I stumbled upon something about yesterday, August 3, that strikes me as being a little unusual. August 3 seems to be one of those days on the calendar on which a handful of prominent authors were born, and on which an equally prominent handful died. 

August 3 gave us these three authors:

P.D. James
P.D. James in 1920 - writer of crime fiction, thrillers, and dystopian fiction who is best known as creator of the Adam Dalgliesh detective series. James received the Grandmaster award from the Mystery Writers of America in 1999. (My personal favorite of her's is 1973's An Unsuitable Job for a Woman.)


Leon Uris
Leon Uris in 1924 - author of historical fiction who is probably best known for 1958's Exodus, a novel focusing on the history of Palestine that ends with the founding of Israel in 1948. Other Leon Uris novels include, Mila 18 (1961), Trinity (1976), and The Haj (1984), three novels that I actually prefer to Exodus. Uris also wrote the screenplay for the 1957 movie Gunfight at the O.K. Corral starring Burt Lancaster and Kirk Douglas.

Stephen Milhauser
Stephen Milhauser in 1943 - author of the 1997 Pulitzer Prize for Fiction winner Martin Dressler: The Tale of an American Dreamer, a cynical look at the American Dream as lived by a man who, no matter how many times his business dreams come true, is never really satisfied with his life. His short story "Eisenheim the Illusionist" was made into the 2006 movie The Illusionist starring Edward Norton and Paul Giamatti (one of my favorite movies), but

August 3 also took these three from us:

Joseph Conrad
Joseph Conrad in 1924 (the same day that Leon Uris was born, you will notice) - a highly influential author whose novels include some of the most famous and studied novels ever written, among them: Lord Jim, Heart of Darkness, Typhoon, Nostromo, and The Secret Agent. His work has been adapted for over two dozen movies and television shows, and even one video game from 2012 that was based on Heart of Darkness.

Flannery O'Conner
Flannery O'Conner in 1964 at age 39 - author who is primarily known for her short stories but Wise Blood, one of her two novels, was adapted for a 1953 movie by the same name and then remade into a 1979 movie starring Harry Dean Stanton, John Huston, and Ned Beatty. O'Conner knew that she was always going to be labeled a Southern writer, and I get a kick out of her quote regarding how she was perceived by readers up North, "anything that comes out of the South is going to be called grotesque by the northern reader, unless it is grotesque, in which case it is going to be called realistic." She saw right through their prejudices.

Aleksander Solzhenitsyn
Aleksander Solzhenitsyn in 2008 - Russian novelist and essayist best known for Cancer Ward (novel), The Gulag Archipelago (3-volume history), and One Day in the Life of Ivan Denisovich (novella). A former Red Army officer, Solzhenitsyn was highly political and was not afraid to criticize both Russia and the West. He was imprisoned in Russia in 1945 and sent into exile after his 1953 release. His problems with Russian intelligence were, however, far from over.

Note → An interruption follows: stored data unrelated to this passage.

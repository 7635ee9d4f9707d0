//! Retry with exponential back-off and jitter for the FairScale client.
//!
//! [`retry_with_backoff`] wraps any fallible async operation and retries on
//! transient errors (network failures, 5xx). Application-level errors and
//! malformed responses are returned immediately; retrying won't fix them.

use std::future::Future;
use std::time::Duration;

use crate::error::FairscaleError;

/// Returns `true` for errors that are worth retrying after a back-off delay.
///
/// **Retriable:**
/// - Network-level failures: timeout, connection reset.
/// - HTTP 5xx responses: transient server/infrastructure errors.
///
/// **Not retriable (hard stop):**
/// - 4xx responses: the request itself is wrong.
/// - [`FairscaleError::Deserialize`]: malformed response; retrying won't fix it.
pub(crate) fn is_retriable(err: &FairscaleError) -> bool {
    match err {
        FairscaleError::Http(e) => e.is_timeout() || e.is_connect(),
        FairscaleError::Api { status, .. } => *status >= 500,
        FairscaleError::InvalidBaseUrl(_) | FairscaleError::Deserialize { .. } => false,
    }
}

/// Runs `operation` with up to `max_retries` additional attempts on transient errors.
///
/// The delay before attempt `n` is `backoff_base_ms × 2^(n-1)`, ±25% jitter,
/// capped at 60 s. Non-retriable errors are returned immediately.
pub(crate) async fn retry_with_backoff<T, F, Fut>(
    max_retries: u32,
    backoff_base_ms: u64,
    mut operation: F,
) -> Result<T, FairscaleError>
where
    F: FnMut() -> Fut,
    Fut: Future<Output = Result<T, FairscaleError>>,
{
    const MAX_DELAY_MS: u64 = 60_000;
    let mut attempt = 0u32;
    loop {
        match operation().await {
            Ok(value) => return Ok(value),
            Err(err) => {
                if !is_retriable(&err) || attempt >= max_retries {
                    return Err(err);
                }
                attempt += 1;
                let computed = backoff_base_ms.saturating_mul(1u64 << (attempt - 1).min(10));
                let capped = computed.min(MAX_DELAY_MS);
                #[allow(
                    clippy::cast_possible_truncation,
                    clippy::cast_sign_loss,
                    clippy::cast_precision_loss
                )]
                let delay_ms = (capped as f64 * (rand::random::<f64>() * 0.5 + 0.75)) as u64;
                tracing::warn!(
                    attempt,
                    max_retries,
                    delay_ms,
                    error = %err,
                    "FairScale transient error — retrying after back-off"
                );
                tokio::time::sleep(Duration::from_millis(delay_ms)).await;
            }
        }
    }
}
//! Channel tagging inside shared content text.
//!
//! Community chat messages are ordinary content records in the upstream
//! store; the channel they belong to rides along in the text body as
//! `"<message> |TAPESTRY_META|subnet=<name>[|imageUrl=<url>]"`. Keys after
//! the sentinel are `|`-separated `key=value` tokens, scanned
//! order-independently on extraction. As with the score codec, user text
//! containing the sentinel literal is not escaped.

/// Boundary between the message text and the encoded tag payload.
const META_DIVIDER: &str = "|TAPESTRY_META|";

const SUBNET_KEY: &str = "subnet=";
const IMAGE_URL_KEY: &str = "imageUrl=";

/// Which community a piece of content belongs to.
///
/// Created at content-creation time and immutable thereafter; it lives only
/// as a substring of the content record's text field.
#[derive(Debug, Clone, PartialEq, Eq)]
pub struct ChannelTag {
    pub subnet_name: String,
    pub image_url: Option<String>,
}

/// Result of decomposing a tagged content string.
#[derive(Debug, Clone, PartialEq, Eq)]
pub struct TagExtraction {
    pub clean_text: String,
    pub subnet_name: Option<String>,
    pub image_url: Option<String>,
}

/// Appends a subnet tag to a message body.
#[must_use]
pub fn pack(clean_text: &str, subnet_name: &str) -> String {
    format!("{clean_text} {META_DIVIDER}{SUBNET_KEY}{subnet_name}")
}

/// Appends a full tag, including the optional image URL key.
#[must_use]
pub fn pack_tag(clean_text: &str, tag: &ChannelTag) -> String {
    let mut packed = pack(clean_text, &tag.subnet_name);
    if let Some(url) = &tag.image_url {
        packed.push('|');
        packed.push_str(IMAGE_URL_KEY);
        packed.push_str(url);
    }
    packed
}

/// Splits a stored content string into its clean text and any tag keys.
///
/// Splits on the first sentinel occurrence; the pre-sentinel part is trimmed
/// into `clean_text`. Each known key's value runs to the next `|` or the end
/// of the string. A missing or empty-valued key yields `None` for that
/// field, never an error.
#[must_use]
pub fn extract(text: &str) -> TagExtraction {
    match text.split_once(META_DIVIDER) {
        None => TagExtraction {
            clean_text: text.to_owned(),
            subnet_name: None,
            image_url: None,
        },
        Some((body, payload)) => TagExtraction {
            clean_text: body.trim().to_owned(),
            subnet_name: scan_key(payload, SUBNET_KEY),
            image_url: scan_key(payload, IMAGE_URL_KEY),
        },
    }
}

/// Finds a `key=` token at the start of a `|`-separated segment and returns
/// its value. Empty values count as missing.
fn scan_key(payload: &str, key: &str) -> Option<String> {
    payload
        .split('|')
        .find_map(|segment| segment.strip_prefix(key))
        .filter(|value| !value.is_empty())
        .map(str::to_owned)
}
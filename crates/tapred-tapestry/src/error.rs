use thiserror::Error;

/// Errors returned by the Tapestry API client.
#[derive(Debug, Error)]
pub enum TapestryError {
    /// Network or TLS failure from the underlying HTTP client.
    #[error("HTTP error: {0}")]
    Http(#[from] reqwest::Error),

    /// The configured base URL could not be parsed or cannot carry paths.
    #[error("invalid base URL: {0}")]
    InvalidBaseUrl(String),

    /// Tapestry answered with a non-success status; the body text is kept
    /// verbatim so callers can forward it.
    #[error("Tapestry API error: status {status}: {message}")]
    Api { status: u16, message: String },

    /// The response body could not be deserialized into the expected type.
    #[error("JSON deserialization error for {context}: {source}")]
    Deserialize {
        context: String,
        #[source]
        source: serde_json::Error,
    },
}
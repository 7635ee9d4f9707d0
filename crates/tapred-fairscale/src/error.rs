use thiserror::Error;

/// Errors returned by the FairScale API client.
#[derive(Debug, Error)]
pub enum FairscaleError {
    /// Network or TLS failure from the underlying HTTP client.
    #[error("HTTP error: {0}")]
    Http(#[from] reqwest::Error),

    /// The configured base URL could not be parsed.
    #[error("invalid base URL: {0}")]
    InvalidBaseUrl(String),

    /// FairScale answered with a non-success status.
    #[error("FairScale API error: status {status}: {message}")]
    Api { status: u16, message: String },

    /// The response body could not be deserialized into the expected type.
    #[error("JSON deserialization error for {context}: {source}")]
    Deserialize {
        context: String,
        #[source]
        source: serde_json::Error,
    },
}
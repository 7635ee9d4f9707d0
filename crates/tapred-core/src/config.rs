use thiserror::Error;

use crate::app_config::{AppConfig, Environment};

#[derive(Debug, Error)]
pub enum ConfigError {
    #[error("missing required environment variable: {0}")]
    MissingEnvVar(String),

    #[error("invalid value for {var}: {reason}")]
    InvalidEnvVar { var: String, reason: String },
}

/// Load application configuration from environment variables.
///
/// Calls `dotenvy::dotenv().ok()` to load `.env` files before reading env vars.
///
/// # Errors
///
/// Returns `ConfigError` if required env vars are missing or values are invalid.
pub fn load_app_config() -> Result<AppConfig, ConfigError> {
    dotenvy::dotenv().ok();
    load_app_config_from_env()
}

/// Load application configuration from environment variables already in the process.
///
/// Unlike [`load_app_config`], this does NOT load `.env` files — useful for testing
/// or when the caller manages env setup.
///
/// # Errors
///
/// Returns `ConfigError` if required env vars are missing or values are invalid.
pub fn load_app_config_from_env() -> Result<AppConfig, ConfigError> {
    build_app_config(|key| std::env::var(key))
}

/// Build application configuration using the provided env-var lookup function.
///
/// This is the core parsing/validation logic, decoupled from the actual environment
/// so it can be tested with a pure `HashMap` lookup — no `set_var`/`remove_var` needed.
fn build_app_config<F>(lookup: F) -> Result<AppConfig, ConfigError>
where
    F: Fn(&str) -> Result<String, std::env::VarError>,
{
    use std::net::SocketAddr;

    let require = |var: &str| -> Result<String, ConfigError> {
        lookup(var).map_err(|_| ConfigError::MissingEnvVar(var.to_string()))
    };

    let or_default = |var: &str, default: &str| -> String {
        lookup(var).unwrap_or_else(|_| default.to_string())
    };

    let parse_addr = |var: &str, default: &str| -> Result<SocketAddr, ConfigError> {
        let raw = or_default(var, default);
        raw.parse::<SocketAddr>()
            .map_err(|e| ConfigError::InvalidEnvVar {
                var: var.to_string(),
                reason: e.to_string(),
            })
    };

    let parse_u32 = |var: &str, default: &str| -> Result<u32, ConfigError> {
        let raw = or_default(var, default);
        raw.parse::<u32>().map_err(|e| ConfigError::InvalidEnvVar {
            var: var.to_string(),
            reason: e.to_string(),
        })
    };

    let parse_u64 = |var: &str, default: &str| -> Result<u64, ConfigError> {
        let raw = or_default(var, default);
        raw.parse::<u64>().map_err(|e| ConfigError::InvalidEnvVar {
            var: var.to_string(),
            reason: e.to_string(),
        })
    };

    let parse_i64 = |var: &str, default: &str| -> Result<i64, ConfigError> {
        let raw = or_default(var, default);
        raw.parse::<i64>().map_err(|e| ConfigError::InvalidEnvVar {
            var: var.to_string(),
            reason: e.to_string(),
        })
    };

    let tapestry_api_key = require("TAPESTRY_API_KEY")?;
    let fairscale_api_key = require("FAIRSCALE_API_KEY")?;

    let env = parse_environment(&or_default("TAPRED_ENV", "development"));

    let bind_addr = parse_addr("TAPRED_BIND_ADDR", "0.0.0.0:3000")?;
    let log_level = or_default("TAPRED_LOG_LEVEL", "info");
    let tapestry_base_url = or_default(
        "TAPRED_TAPESTRY_BASE_URL",
        "https://api.usetapestry.dev/api/v1",
    );
    let fairscale_base_url = or_default("TAPRED_FAIRSCALE_BASE_URL", "https://api.fairscale.xyz");

    let http_timeout_secs = parse_u64("TAPRED_HTTP_TIMEOUT_SECS", "30")?;
    let max_retries = parse_u32("TAPRED_MAX_RETRIES", "3")?;
    let retry_backoff_base_ms = parse_u64("TAPRED_RETRY_BACKOFF_BASE_MS", "500")?;
    let score_max_age_hours = parse_i64("TAPRED_SCORE_MAX_AGE_HOURS", "24")?;

    Ok(AppConfig {
        env,
        bind_addr,
        log_level,
        tapestry_api_key,
        fairscale_api_key,
        tapestry_base_url,
        fairscale_base_url,
        http_timeout_secs,
        max_retries,
        retry_backoff_base_ms,
        score_max_age_hours,
    })
}

/// Parse a string into an `Environment` variant.
///
/// Unrecognized values default to `Environment::Development`.
fn parse_environment(s: &str) -> Environment {
    match s {
        "production" => Environment::Production,
        "test" => Environment::Test,
        _ => Environment::Development,
    }
}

And now I'm curious to see how August 3 compares to other days of the year when it comes to adding and subtracting famous authors.

2 comments:

  1. Replies
    1. Weird, but maybe not as unusual as I thought it was at first. I looked closely at August 4, for instance, and found it was maybe even weirder because it was peppered with more big names on either side of the equation.